In [1]:
import numpy as np

In [2]:
### Helper Functions ###
def generate_all_preds(total_depth, elementary):
  '''Generates (exact) arbitrary depth predicates from an elementary set
  Parameters:
  - total_depth: Tree depth of predicate search tree
  - elementary: The elementary operations for ring / field
  Returns: List of all constructed predicates of exactly depth total_depth
     based on set elementary
  '''
  def gen_preds(curr, r):
    if r == 0:
      predicates.add(curr.format('#'))
      return
    elif r > 0 and '{}' not in curr:
      return
    else:
      for pred in elementary:
        gen_preds(curr.format(pred), r - 1)
  
  predicates = set()
  for pred in elementary:
    gen_preds(pred, total_depth)
  return predicates

def load_predicate(predicate, min, max, num_examples):
  '''Load some number of random examples of a predicate
  Parameters:
  - predicate: The predicate to load examples from
  - min: Minimum number for random example
  - max: Maximum number for random example
  - num_examples: Number of examples to generate from each predicate
  Returns: Generates num_examples random examples from predicate predicate
     with each element in the example bounded by [min, max). 
  '''
  n = predicate.count('#')
  numbers = np.random.randint(min, max, (num_examples, n))
  statements = [predicate.replace('#', '{}').format(*i) for i in numbers]
  dataset = [{
      "Question": s,
      "Answer": eval(s),
      "Predicate": predicate
  } for s in statements]
  return dataset

In [3]:
### Config ###
# As set up:
# - 2 hop (i.e., 1 depth, 3 terms)
# - Data range: [0, 20]
# - 150,000 * 7 (number of predicates) dataset size
DEPTH = 1
MIN = 0
MAX = 20
N_EXAMPLES_PER_PRED = 150000

# Commutative field elementary operations
# elementary_preds = ['# * {}', '(# + {})']

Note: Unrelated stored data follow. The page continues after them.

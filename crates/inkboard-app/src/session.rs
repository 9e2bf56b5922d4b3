//! Session opening over HTTP.

use inkboard_core::{ClientInfo, ConnectionInfo, ServerResult};
use url::Url;

use crate::app::AppError;

/// Join `board` as `info`, returning the ids the server assigned.
pub fn open_session(
    http: &reqwest::blocking::Client,
    server: &Url,
    board: &str,
    info: &ClientInfo,
) -> Result<ConnectionInfo, AppError> {
    let url = server.join(&format!("api/board/{board}"))?;
    log::debug!("Opening session at {}", url);
    let result: ServerResult<ConnectionInfo> = http.post(url).json(info).send()?.error_for_status()?.json()?;
    result.into_result().map_err(AppError::Refused)
}

/// The WebSocket endpoint of a session, on the same host as `server`.
pub fn socket_url(server: &Url, session_id: u32) -> Result<Url, AppError> {
    let mut url = server.join(&format!("/api/session/{session_id}/"))?;
    let scheme = match server.scheme() {
        "http" => "ws",
        "https" => "wss",
        other => return Err(AppError::Scheme(other.to_string())),
    };
    url.set_scheme(scheme).map_err(|()| AppError::Scheme(scheme.to_string()))?;
    Ok(url)
}
impl Board {
    pub fn new(client: RawClient, own_id: ClientId, info: ClientInfo) -> Self {
        let capabilities = Capabilities::new();
        let callbacks = Rc::new(CallbackQueue::new());
        let table = ItemTable::new(own_id, capabilities.items.clone(), callbacks.clone());
        let selection = SelectionEngine::new(own_id, info, capabilities.selections.clone(), callbacks.clone());
        Self {
            shared: Rc::new(Shared {
                client,
                capabilities,
                state: RefCell::new(BoardState { table, selection }),
                callbacks,
                item_events: EventHub::new(),
                selection_state: MutableState::new(LocalSelectionState::None),
                bootstrapped: Cell::new(false),
            }),
        }
    }

    pub fn client(&self) -> &RawClient {
        &self.shared.client
    }

    pub fn capabilities(&self) -> &Capabilities {
        &self.shared.capabilities
    }

    pub fn own_id(&self) -> ClientId {
        self.shared.state.borrow().table.own_id()
    }

    /// Insert, update, deselect and remove events for every item.
    pub fn item_events(&self) -> &EventHub<ItemEvent> {
        &self.shared.item_events
    }

    pub fn selection_state(&self) -> State<LocalSelectionState> {
        self.shared.selection_state.as_readonly()
    }

    pub fn is_bootstrapped(&self) -> bool {
        self.shared.bootstrapped.get()
    }

    pub fn with_table<R>(&self, f: impl FnOnce(&ItemTable) -> R) -> R {
        f(&self.shared.state.borrow().table)
    }

    pub fn with_selection<R>(&self, f: impl FnOnce(&SelectionEngine) -> R) -> R {
        f(&self.shared.state.borrow().selection)
    }

    pub fn item(&self, id: ItemId) -> Option<Item> {
        self.with_table(|t| t.get(id).map(|e| e.item.clone()))
    }

    /// Run a mutation, then publish what it changed once the state is released.
    ///
    /// Render handles and selection views run first, then item event
    /// subscribers, then the local selection state.
    fn mutate<R>(&self, f: impl FnOnce(&mut BoardState) -> R) -> R {
        let (result, events, local) = {
            let mut state = self.shared.state.borrow_mut();
            let result = f(&mut state);
            let events = state.table.take_events();
            let local = state.selection.local_state(&state.table);
            (result, events, local)
        };
        self.shared.callbacks.flush();
        for event in &events {
            self.shared.item_events.emit(event);
        }
        if self.shared.selection_state.with(|current| *current != local) {
            self.shared.selection_state.set(local);
        }
        result
    }

    async fn call<M: Method>(&self, args: &M) -> Result<M::Response, BoardError> {
        self.shared.client.call_method(args).await.map_err(|source| BoardError::Call { call: M::NAME, source })
    }

    fn bind<N, F>(&self, handler: F)
    where
        N: Notify + 'static,
        F: Fn(&Board, N) + 'static,
    {
        let weak: Weak<Shared> = Rc::downgrade(&self.shared);
        self.shared.client.bind_notify(move |notification: N| {
            if let Some(shared) = weak.upgrade() {
                handler(&Board { shared }, notification);
            }
        });
    }

    /// Load the board and start following it.
    ///
    /// Items are fetched first, then clients. The local selection is restored
    /// from the server before selection notifications are bound, so a
    /// selection described by both is applied once.
    ///
    /// # Panics
    ///
    /// If a capability is used before it is bound.
    pub async fn bootstrap(&self) -> Result<BootstrapReport, BoardError> {
        if self.shared.bootstrapped.replace(true) {
            return Err(BoardError::AlreadyBootstrapped);
        }
        let own_id = self.own_id();
        let mut report = BootstrapReport::default();

        let ids = self.call(&GetAllItemIDs {}).await?;
        log::info!("Board has {} items", ids.len());
        self.bind_item_events();

        let mut items = self
            .shared
            .client
            .call_iterate(&GetFullItems { ids })
            .map_err(|source| BoardError::Call { call: "GetFullItems", source })?
            .dechunk();
        while let Some(entry) = items.next().await {
            match entry {
                Ok((id, ServerResult::Ok(item))) => {
                    let inserted = self.mutate(|s| {
                        if s.table.contains(id) {
                            return false;
                        }
                        s.table.add_item(id, item);
                        true
                    });
                    if inserted {
                        report.inserted += 1;
                    } else {
                        log::debug!("{} already arrived by notification", id);
                    }
                }
                Ok((id, ServerResult::Err(e))) => {
                    log::error!("Could not fetch {}: {}", id, e);
                    report.failed.push(id);
                }
                Err(e) => {
                    log::error!("Skipping bulk fetch entry: {}", e);
                    report.undecodable += 1;
                }
            }
        }

        let clients = self.call(&GetAllClientIDs {}).await?;
        self.bind_client_events();

        let own = self.call(&GetClientState { client_id: own_id }).await?;
        self.mutate(|s| s.selection.bootstrap_own(&mut s.table, &own));

        let others: Vec<ClientId> = clients.into_iter().filter(|id| *id != own_id).collect();
        let states = join_all(
            others.iter().map(|id| self.shared.client.call_method(&GetClientState { client_id: *id })),
        )
        .await;
        for (id, state) in others.iter().zip(states) {
            match state {
                Ok(state) => {
                    self.mutate(|s| s.selection.bootstrap_client(&mut s.table, *id, &state));
                    report.clients += 1;
                }
                Err(e) => log::error!("Could not fetch state of {}: {}", id, e),
            }
        }

        self.bind_selection_events();
        log::info!(
            "Bootstrapped: {} items, {} failed, {} other clients",
            report.inserted,
            report.failed.len(),
            report.clients
        );
        Ok(report)
    }

    fn bind_item_events(&self) {
        self.bind(|board, ItemCreated { id, client, item }| {
            board.mutate(|s| {
                if s.table.contains(id) {
                    log::debug!("Ignoring creation of known {}", id);
                    return;
                }
                log::debug!("{} created by {:?}", id, client);
                s.table.add_item(id, item);
            });
        });

        self.bind(|board, SingleItemEdited { id, item }| {
            if board.mutate(|s| s.table.apply_remote_edit(id, item)) == EditOutcome::Missing {
                log::warn!("Edit for unknown {}", id);
            }
        });

        self.bind(|board, ItemsDeleted { ids }| {
            board.mutate(|s| {
                for id in ids {
                    s.selection.item_deleted(id);
                    if s.table.remove_item(id).is_none() {
                        log::warn!("Delete for unknown {}", id);
                    }
                }
            });
        });
    }

    fn bind_client_events(&self) {
        self.bind(|board, ClientJoined { id, info }| {
            if id != board.own_id() {
                board.mutate(|s| s.selection.client_joined(id, info));
            }
        });
        self.bind(|board, ClientConnected { id }| board.set_connection(id, ConnectionState::Connected));
        self.bind(|board, ClientDisconnected { id }| board.set_connection(id, ConnectionState::Disconnected));
        self.bind(|board, ClientExited { id }| board.set_connection(id, ConnectionState::Exited));
    }

    fn set_connection(&self, id: ClientId, connection: ConnectionState) {
        if id != self.own_id() {
            self.mutate(|s| s.selection.set_connection(id, connection));
        }
    }

    fn bind_selection_events(&self) {
        self.bind(|board, SelectionItemsAdded { id, items, new_srt }| {
            if id != board.own_id() {
                board.mutate(|s| s.selection.remote_items_added(&mut s.table, id, &items, new_srt));
            }
        });

        self.bind(|board, SelectionItemsRemoved { id, items }| {
            if id != board.own_id() {
                board.mutate(|s| s.selection.remote_items_removed(&mut s.table, id, &items));
            }
        });

        self.bind(|board, SelectionMoved { id, transform, new_sits }| {
            if id != board.own_id() {
                board.mutate(|s| s.selection.remote_moved(id, transform, new_sits.as_deref()));
            }
        });
    }

    /// Select the free items among `ids`. Returns `None` if none were free.
    pub fn add_own_selection(&self, ids: &[ItemId]) -> Option<MethodCall<Ack>> {
        let payload = self.mutate(|s| s.selection.add_own_selection(&mut s.table, ids))?;
        Some(self.shared.client.call_method(&payload))
    }

    /// Place the local selection at `transform`. Returns `None` if nothing is selected.
    pub fn move_own_selection(&self, transform: Transform) -> Option<MethodCall<Ack>> {
        let payload = self.mutate(|s| s.selection.move_own_selection(transform))?;
        Some(self.shared.client.call_method(&payload))
    }

    /// Release the local selection. Returns `None` if nothing was selected.
    pub fn cancel_selection(&self) -> Option<MethodCall<Ack>> {
        let payload = self.mutate(|s| s.selection.cancel_selection(&mut s.table))?;
        Some(self.shared.client.call_method(&payload))
    }

    /// Create an item. Resolves with the id the server assigned; the item
    /// itself arrives through the creation notification.
    pub fn create_item(&self, item: Item) -> impl Future<Output = Result<ItemId, BoardError>> + use<> {
        let call = self.shared.client.call_method(&CreateItem { item });
        async move {
            let result = call.await.map_err(|source| BoardError::Call { call: CreateItem::NAME, source })?;
            Ok(result.into_result()?)
        }
    }

    /// Apply a local edit and send it. Refused for items another client holds.
    pub fn edit_item(&self, id: ItemId, item: Item) -> Result<MethodCall<Ack>, BoardError> {
        self.mutate(|s| s.table.apply_local_edit(id, item.clone()))?;
        Ok(self.shared.client.call_method(&EditSingleItem { item_id: id, item }))
    }

    /// Ask the server to delete items. Entries leave the table when the
    /// deletion notification arrives.
    pub fn delete_items(&self, ids: Vec<ItemId>) -> MethodCall<Ack> {
        self.shared.client.call_method(&DeleteItems { ids })
    }
}
//! Per-variant render constructors.

use std::collections::HashMap;
use std::rc::Rc;

use super::{ClientId, Item, ItemId, ItemType};

/// Render-side representation of an item, owned by its table entry.
pub trait RenderHandle {
    /// The item's canonical value changed.
    fn update(&mut self, item: &Item);

    /// The item's selector changed. `None` means it was released.
    fn selection_changed(&mut self, _selector: Option<ClientId>) {}

    /// The item was deleted from the board.
    fn removed(&mut self) {}
}

/// A handle that renders nothing.
#[derive(Debug, Default)]
pub struct NullRenderHandle;

impl RenderHandle for NullRenderHandle {
    fn update(&mut self, _item: &Item) {}
}

/// Builds the render handle for a newly inserted item.
pub type ItemFactory = dyn Fn(ItemId, &Item) -> Box<dyn RenderHandle>;

type Builder = Box<dyn Fn(ItemId, &Item) -> Box<dyn RenderHandle>>;

/// Maps each [`ItemType`] to the constructor for its render handle.
///
/// Built once at startup and turned into the board's item factory.
pub struct ItemRegistry {
    builders: HashMap<ItemType, Builder>,
    fallback: Builder,
}

impl ItemRegistry {
    pub fn new() -> Self {
        Self {
            builders: HashMap::new(),
            fallback: Box::new(|_: ItemId, _: &Item| -> Box<dyn RenderHandle> { Box::new(NullRenderHandle) }),
        }
    }

    pub fn register<F>(mut self, item_type: ItemType, builder: F) -> Self
    where
        F: Fn(ItemId, &Item) -> Box<dyn RenderHandle> + 'static,
    {
        if self.builders.insert(item_type, Box::new(builder)).is_some() {
            log::warn!("Render builder for {} replaced", item_type);
        }
        self
    }

    /// Constructor used for variants with no registered builder.
    pub fn fallback<F>(mut self, builder: F) -> Self
    where
        F: Fn(ItemId, &Item) -> Box<dyn RenderHandle> + 'static,
    {
        self.fallback = Box::new(builder);
        self
    }

    pub fn is_registered(&self, item_type: ItemType) -> bool {
        self.builders.contains_key(&item_type)
    }

    pub fn build(&self, id: ItemId, item: &Item) -> Box<dyn RenderHandle> {
        match self.builders.get(&item.item_type()) {
            Some(builder) => builder(id, item),
            None => {
                log::debug!("No render builder for {}, using fallback", item.item_type());
                (self.fallback)(id, item)
            }
        }
    }

    pub fn into_factory(self) -> Rc<ItemFactory> {
        Rc::new(move |id: ItemId, item: &Item| self.build(id, item))
    }
}

impl Default for ItemRegistry {
    fn default() -> Self {
        Self::new()
    }
}
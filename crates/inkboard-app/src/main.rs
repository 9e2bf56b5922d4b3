//! Main application entry point (native).

use std::process::ExitCode;
use std::time::Duration;

use clap::Parser;
use inkboard_app::{App, AppConfig};
use inkboard_core::ItemId;

#[derive(Parser, Debug)]
#[command(name = "inkboard", about = "Headless client for an inkboard server")]
struct Cli {
    /// Base URL of the board server.
    #[arg(long, env = "INKBOARD_SERVER", default_value = "http://127.0.0.1:8080")]
    server: String,

    /// Board to join.
    #[arg(long, env = "INKBOARD_BOARD", default_value = "default")]
    board: String,

    /// Name shown to other participants.
    #[arg(long, env = "INKBOARD_NAME", default_value = "inkboard")]
    name: String,

    /// Leave after this many seconds.
    #[arg(long)]
    seconds: Option<u64>,

    #[arg(long, default_value_t = 20)]
    poll_ms: u64,

    /// Item ids to select once the board is loaded.
    #[arg(long, value_delimiter = ',')]
    select: Vec<u32>,
}

impl Cli {
    fn into_config(self) -> AppConfig {
        AppConfig {
            server: self.server,
            board: self.board,
            name: self.name,
            duration: self.seconds.map(Duration::from_secs),
            poll_interval: Duration::from_millis(self.poll_ms),
            select: self.select.into_iter().map(ItemId).collect(),
        }
    }
}

fn main() -> ExitCode {
    env_logger::init();
    log::info!("Starting inkboard");

    let config = Cli::parse().into_config();
    match App::new(config).run() {
        Ok(summary) => {
            println!("{summary}");
            ExitCode::SUCCESS
        }
        Err(e) => {
            log::error!("{}", e);
            eprintln!("inkboard: {e}");
            ExitCode::FAILURE
        }
    }
}
//! Reassembly of chunked iterate responses.

use std::collections::BTreeMap;
use std::marker::PhantomData;
use std::pin::Pin;
use std::task::{Context, Poll};

use futures::channel::mpsc::{UnboundedReceiver, UnboundedSender};
use futures::stream::{self, Stream, StreamExt};
use serde::de::DeserializeOwned;
use serde_json::Value;

use super::ClientError;

struct Part {
    complete: bool,
    items: Vec<Value>,
}

/// Buffers out-of-order parts of one iterate call and forwards them in
/// part order.
pub(crate) struct IterateReceiver {
    id: u32,
    next_part: u32,
    pending: BTreeMap<u32, Part>,
    sink: UnboundedSender<Vec<Value>>,
    finished: bool,
}

impl IterateReceiver {
    pub(crate) fn new(id: u32, sink: UnboundedSender<Vec<Value>>) -> Self {
        Self { id, next_part: 0, pending: BTreeMap::new(), sink, finished: false }
    }

    /// Accept one part. Returns `true` once the complete part and every part
    /// before it have been forwarded.
    pub(crate) fn receive(&mut self, part: u32, complete: bool, items: Vec<Value>) -> bool {
        if self.finished {
            log::warn!("Iterate {}: part {} arrived after completion", self.id, part);
            return true;
        }
        if part < self.next_part || self.pending.contains_key(&part) {
            log::warn!("Iterate {}: duplicate part {}", self.id, part);
            return false;
        }
        self.pending.insert(part, Part { complete, items });

        while let Some(Part { complete, items }) = self.pending.remove(&self.next_part) {
            if self.sink.unbounded_send(items).is_err() {
                log::debug!("Iterate {}: reader dropped, discarding part {}", self.id, self.next_part);
            }
            self.next_part += 1;
            if complete {
                self.finished = true;
                self.sink.close_channel();
                if !self.pending.is_empty() {
                    log::warn!("Iterate {}: {} parts after the final part", self.id, self.pending.len());
                }
                break;
            }
        }
        self.finished
    }
}

/// The parts of an iterate response, in order, with each item decoded.
///
/// Finite and single-reader. Ends after the part flagged complete.
pub struct IterateStream<T> {
    rx: UnboundedReceiver<Vec<Value>>,
    _marker: PhantomData<fn() -> T>,
}

impl<T: DeserializeOwned> IterateStream<T> {
    pub(crate) fn new(rx: UnboundedReceiver<Vec<Value>>) -> Self {
        Self { rx, _marker: PhantomData }
    }

    /// Flatten the parts into a stream of individual items.
    pub fn dechunk(self) -> impl Stream<Item = Result<T, ClientError>> {
        self.flat_map(stream::iter)
    }
}

impl<T: DeserializeOwned> Stream for IterateStream<T> {
    type Item = Vec<Result<T, ClientError>>;

    fn poll_next(mut self: Pin<&mut Self>, cx: &mut Context<'_>) -> Poll<Option<Self::Item>> {
        self.rx.poll_next_unpin(cx).map(|part| {
            part.map(|items| {
                items
                    .into_iter()
                    .map(|v| serde_json::from_value(v).map_err(ClientError::Decode))
                    .collect()
            })
        })
    }
}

# Non-commutative field elementary operations
elementary_preds = ['# * {}', '{} * #', '(# + {})', '({} + #)']

In [4]:
# If you want a subsample of predicates here's the place to do it
# generate_all_preds provides **every** predicate so that we can subsample from
# the larger dataset.
predicates = generate_all_preds(DEPTH, elementary_preds)
datasets = []

for pred in predicates:
  datasets.append(load_predicate(pred, MIN, MAX, N_EXAMPLES_PER_PRED))

data = [item for sublist in datasets for item in sublist]
len(data)

1050000